As part of this, the TRUE (Total Resource Use and Efficiency) – formerly Zero Waste certification – has been fully integrated into the global GBCI community that drives sustainability across all sectors. The TRUE Zero Waste certification system helps facilities quantify their performance and find additional ways to improve their progress towards zero waste. GBCI assumes responsibility for the ongoing management and evolution of TRUE Zero Waste certification and the TRUE Advisor. GBCI, the certification body for the U.S. Green Building Council’s global LEED green building rating system, will also administer TRUE Zero Waste certification and the TRUE Advisor.
Enter TRUE Zero Waste certification, a process and a way of thinking that profoundly changes our approach to resources and production. TRUE is not just about recycling and diversion from landfills, incineration (waste-to-energy) and the environment, but it is also about restructuring production and distribution systems to prevent waste from being manufactured in the first place. The materials that are required in these re-designed, resource-efficient systems will be reused many times as the products that incorporate them are reused.
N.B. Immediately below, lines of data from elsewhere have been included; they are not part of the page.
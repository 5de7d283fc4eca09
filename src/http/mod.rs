//! HTTP API for controlling the relay
//!
//! - POST /relay/login - Start relaying a channel from an access token
//! - POST /relay/logout - Stop relaying
//! - GET /relay/status - Query relay state
//! - GET /health - Health check

mod handlers;
mod routes;
mod state;

pub use handlers::{ErrorResponse, LoginRequest, LoginResponse, LogoutResponse};
pub use routes::create_router;
pub use state::AppState;
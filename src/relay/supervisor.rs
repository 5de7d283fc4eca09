use std::process::Stdio;
use std::time::Duration;
use tokio::io::{AsyncBufReadExt, AsyncReadExt, BufReader};
use tokio::process::{Child, ChildStderr, ChildStdout, Command};
use tokio::sync::mpsc::UnboundedSender;
use tokio::task::JoinHandle;
use tracing::{debug, info, warn};

use super::config::RelayConfig;
use super::error::RelayError;
use super::events::{Notification, SessionEvent};
use crate::mux::{MuxEvent, Segmenter};

/// How long the transcoder gets to exit after SIGTERM
pub const GRACE_PERIOD: Duration = Duration::from_secs(2);

const READ_CHUNK_SIZE: usize = 64 * 1024;

/// Command line for the transcoder: remux the RTMPS feed into fragmented
/// MP4 on stdout without re-encoding.
pub fn transcoder_args(config: &RelayConfig) -> Vec<String> {
    let url = config.source_url();
    let buffering = config.buffering.to_string();
    [
        "-loglevel",
        "0",
        "-i",
        url.as_str(),
        "-rtmp_live",
        "live",
        "-rtmp_buffer",
        buffering.as_str(),
        "-threads",
        "4",
        "-c:a",
        "copy",
        "-c:v",
        "copy",
        "-f",
        "mp4",
        "-movflags",
        "frag_keyframe+omit_tfhd_offset+empty_moov+default_base_moof",
        "-y",
        "pipe:1",
    ]
    .iter()
    .map(|arg| arg.to_string())
    .collect()
}

/// A running transcoder process and the tasks draining its output.
///
/// Stdout is fed through a [`Segmenter`] owned by the stdout task; every
/// resulting event is tagged with the session generation and sent to the
/// lifecycle dispatcher.
pub struct Transcoder {
    child: Option<Child>,
    stdout_task: Option<JoinHandle<()>>,
    stderr_task: Option<JoinHandle<()>>,
    generation: u64,
}

impl Transcoder {
    /// Spawn the transcoder. Returns once the process exists; streaming
    /// results arrive asynchronously through `notifier`.
    pub(crate) fn launch(
        config: &RelayConfig,
        generation: u64,
        notifier: UnboundedSender<Notification>,
    ) -> Result<Self, RelayError> {
        let mut child = Command::new(&config.transcoder)
            .args(transcoder_args(config))
            .stdin(Stdio::null())
            .stdout(Stdio::piped())
            .stderr(Stdio::piped())
            .kill_on_drop(true)
            .spawn()
            .map_err(|source| RelayError::LaunchFailure {
                path: config.transcoder.clone(),
                source,
            })?;

        info!(
            "Transcoder launched (pid {:?}, generation {}, channel {}, {})",
            child.id(),
            generation,
            config.channel,
            config.resolution
        );

        let stdout_task = child.stdout.take().map(|stdout| {
            tokio::spawn(pump_stdout(
                stdout,
                Segmenter::new(),
                generation,
                notifier.clone(),
            ))
        });
        let stderr_task = child
            .stderr
            .take()
            .map(|stderr| tokio::spawn(pump_stderr(stderr, generation, notifier)));

        Ok(Self {
            child: Some(child),
            stdout_task,
            stderr_task,
            generation,
        })
    }

    pub fn id(&self) -> Option<u32> {
        self.child.as_ref().and_then(|c| c.id())
    }

    pub fn generation(&self) -> u64 {
        self.generation
    }

    /// Stop the transcoder: SIGTERM, then SIGKILL after [`GRACE_PERIOD`].
    ///
    /// Waits for the process to exit and for the output tasks to finish.
    /// Calling it again is a no-op.
    pub async fn terminate(&mut self) {
        if let Some(mut child) = self.child.take() {
            match child.try_wait() {
                Ok(Some(status)) => debug!("Transcoder already exited: {}", status),
                _ => {
                    request_exit(&mut child);
                    match tokio::time::timeout(GRACE_PERIOD, child.wait()).await {
                        Ok(Ok(status)) => debug!("Transcoder exited: {}", status),
                        Ok(Err(e)) => debug!("Failed to wait for transcoder: {}", e),
                        Err(_) => {
                            warn!(
                                "Transcoder did not exit within {:?}, killing it",
                                GRACE_PERIOD
                            );
                            if let Err(e) = child.kill().await {
                                warn!("Failed to kill transcoder: {}", e);
                            }
                        }
                    }
                }
            }
            info!("Transcoder stopped (generation {})", self.generation);
        }

        for task in [self.stdout_task.take(), self.stderr_task.take()]
            .into_iter()
            .flatten()
        {
            task.abort();
            let _ = task.await;
        }
    }
}

impl Drop for Transcoder {
    fn drop(&mut self) {
        // The child itself is killed by kill_on_drop
        for task in [&self.stdout_task, &self.stderr_task].into_iter().flatten() {
            task.abort();
        }
    }
}

#[cfg(unix)]
fn request_exit(child: &mut Child) {
    use nix::sys::signal::{kill, Signal};
    use nix::unistd::Pid;

    if let Some(pid) = child.id() {
        if let Err(e) = kill(Pid::from_raw(pid as i32), Signal::SIGTERM) {
            debug!("Failed to send SIGTERM to transcoder: {}", e);
        }
    }
}

#[cfg(not(unix))]
fn request_exit(child: &mut Child) {
    if let Err(e) = child.start_kill() {
        debug!("Failed to kill transcoder: {}", e);
    }
}

fn send(notifier: &UnboundedSender<Notification>, generation: u64, event: SessionEvent) -> bool {
    notifier
        .send(Notification::Session { generation, event })
        .is_ok()
}

async fn pump_stdout(
    mut stdout: ChildStdout,
    mut segmenter: Segmenter,
    generation: u64,
    notifier: UnboundedSender<Notification>,
) {
    let mut buf = vec![0u8; READ_CHUNK_SIZE];
    let mut offset = 0u64;

    loop {
        let n = match stdout.read(&mut buf).await {
            Ok(0) => break,
            Ok(n) => n,
            Err(e) => {
                send(
                    &notifier,
                    generation,
                    SessionEvent::Error(format!("transcoder output: {e}")),
                );
                break;
            }
        };

        let result = segmenter.append(&buf[..n], offset);

        // Events produced before an error still go out first
        for event in segmenter.take_events() {
            let event = match event {
                MuxEvent::Ready(tracks) => SessionEvent::Ready(tracks),
                MuxEvent::Segment(segment) => SessionEvent::Segment(segment),
            };
            if !send(&notifier, generation, event) {
                return;
            }
        }

        match result {
            Ok(next) => offset = next,
            Err(e) => {
                offset = segmenter.next_offset();
                if !send(&notifier, generation, SessionEvent::Error(format!("segmenter: {e}"))) {
                    return;
                }
            }
        }
    }

    debug!("Transcoder stdout closed after {} bytes", offset);
    send(&notifier, generation, SessionEvent::End);
}

async fn pump_stderr(stderr: ChildStderr, generation: u64, notifier: UnboundedSender<Notification>) {
    let mut reader = BufReader::new(stderr);
    let mut buf = Vec::new();

    loop {
        buf.clear();
        match reader.read_until(b'\n', &mut buf).await {
            Ok(0) => break,
            Ok(_) => {
                // ffmpeg output is not guaranteed to be UTF-8
                let line = String::from_utf8_lossy(&buf);
                let line = line.trim_end();
                if line.is_empty() {
                    continue;
                }
                if !send(&notifier, generation, SessionEvent::Error(format!("ffmpeg: {line}"))) {
                    break;
                }
            }
            Err(e) => {
                debug!("Failed to read transcoder stderr: {}", e);
                break;
            }
        }
    }
}
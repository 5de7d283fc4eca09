use anyhow::{Context, Result};
use serde::Deserialize;
use std::path::PathBuf;
use std::time::Duration;

use crate::relay::{AccessToken, RelayConfig, Resolution};

/// Prefix of environment overrides, e.g. `LIVE_RELAY__RELAY__SERVER`
pub const ENV_PREFIX: &str = "LIVE_RELAY";

#[derive(Debug, Default, Deserialize)]
#[serde(default)]
pub struct Config {
    pub relay: RelaySettings,
    pub http: HttpSettings,
    pub output: OutputSettings,
}

/// Persisted receiver settings
#[derive(Debug, Clone, Deserialize)]
#[serde(default)]
pub struct RelaySettings {
    pub client_id: String,
    pub server: String,
    /// `<channel>-<token1>-<token2>`; empty until logged in
    pub access_token: String,
    pub resolution: Resolution,
    /// RTMP buffer in milliseconds
    pub buffering: u32,
    /// Seconds without a segment before the transcoder is restarted
    pub timeout_secs: u64,
    pub transcoder: PathBuf,
}

impl Default for RelaySettings {
    fn default() -> Self {
        let defaults = RelayConfig::default();
        Self {
            client_id: defaults.client_id,
            server: String::new(),
            access_token: String::new(),
            resolution: defaults.resolution,
            buffering: defaults.buffering,
            timeout_secs: defaults.timeout.as_secs(),
            transcoder: defaults.transcoder,
        }
    }
}

impl RelaySettings {
    /// Build the session configuration for an access token.
    pub fn relay_config(&self, token: &AccessToken) -> RelayConfig {
        RelayConfig {
            transcoder: self.transcoder.clone(),
            client_id: self.client_id.clone(),
            server: self.server.clone(),
            timeout: Duration::from_secs(self.timeout_secs),
            resolution: self.resolution,
            buffering: self.buffering,
            ..RelayConfig::default()
        }
        .with_access_token(token)
    }
}

#[derive(Debug, Clone, Deserialize)]
#[serde(default)]
pub struct HttpSettings {
    pub bind: String,
    pub port: u16,
}

impl Default for HttpSettings {
    fn default() -> Self {
        Self {
            bind: "127.0.0.1".to_string(),
            port: 8089,
        }
    }
}

#[derive(Debug, Clone, Default, Deserialize)]
#[serde(default)]
pub struct OutputSettings {
    /// Where per-track fMP4 files are written; recording is off when unset
    pub directory: Option<PathBuf>,
}

impl Config {
    /// Load settings from `path` (optional) and `LIVE_RELAY__*` variables.
    pub fn load(path: &str) -> Result<Self> {
        let settings = config::Config::builder()
            .add_source(config::File::with_name(path).required(false))
            .add_source(
                config::Environment::with_prefix(ENV_PREFIX)
                    .separator("__")
                    .try_parsing(true),
            )
            .build()
            .with_context(|| format!("Failed to read configuration from {}", path))?;

        settings
            .try_deserialize()
            .context("Failed to parse configuration")
    }
}
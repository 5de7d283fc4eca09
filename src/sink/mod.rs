mod recorder;

pub use recorder::{RecorderConfig, SegmentRecorder, TrackFileMetadata};
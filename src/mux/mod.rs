//! Fragmented MP4 re-segmentation.
//!
//! Turns the transcoder's single multi-track fMP4 byte stream into
//! per-track init and media segments for progressive playback.

mod boxes;
mod codec;
mod error;
mod fragment;
mod segmenter;
mod track;

pub use boxes::{BoxHeader, FourCc};
pub use codec::codec_string;
pub use error::{MuxError, Result};
pub use fragment::Sample;
pub use segmenter::{MuxEvent, SegmentOptions, Segmenter, MAX_BOX_SIZE};
pub use track::{Segment, SegmentKind, TrackDescriptor, TrackKind};
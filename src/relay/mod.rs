//! The stream relay: transcoder supervision, starvation watchdog and the
//! lifecycle facade tying them to the segmenter.

pub mod config;
pub mod error;
pub mod events;
pub mod lifecycle;
pub mod supervisor;
pub mod watchdog;

pub use config::{AccessToken, RelayConfig, Resolution};
pub use error::RelayError;
pub use events::RelayEvent;
pub use lifecycle::{LifecycleState, RelayLifecycle, RelayStatus};
pub use supervisor::{transcoder_args, Transcoder, GRACE_PERIOD};
pub use watchdog::StarvationWatchdog;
The definition adopted by the Zero Waste International Alliance (ZWIA) is: “Zero Waste is a goal that is ethical, economical, efficient and visionary, to guide people in changing their lifestyles and practices to emulate sustainable natural cycles, where all discarded materials are designed to become resources for others to use. Zero Waste means designing and managing products and processes to systematically avoid and eliminate the volume and toxicity of waste and materials, conserve and recover all resources, and not burn or bury them. Implementing Zero Waste will eliminate all discharges to land, water or air that are a threat to planetary, human, animal or plant health.”
- Save money: Waste is a sign of inefficiency and the reduction of waste reduces costs.
- Faster progress: A zero waste strategy improves upon production processes and environmental prevention strategies, which can lead to larger, more innovative steps.
- Support sustainability: A zero waste strategy supports the three P’s – people, planet and profit.
- Improve material flows: A zero waste strategy uses fewer new raw materials and sends no waste materials to landfills, incineration (waste-to-energy) and the environment.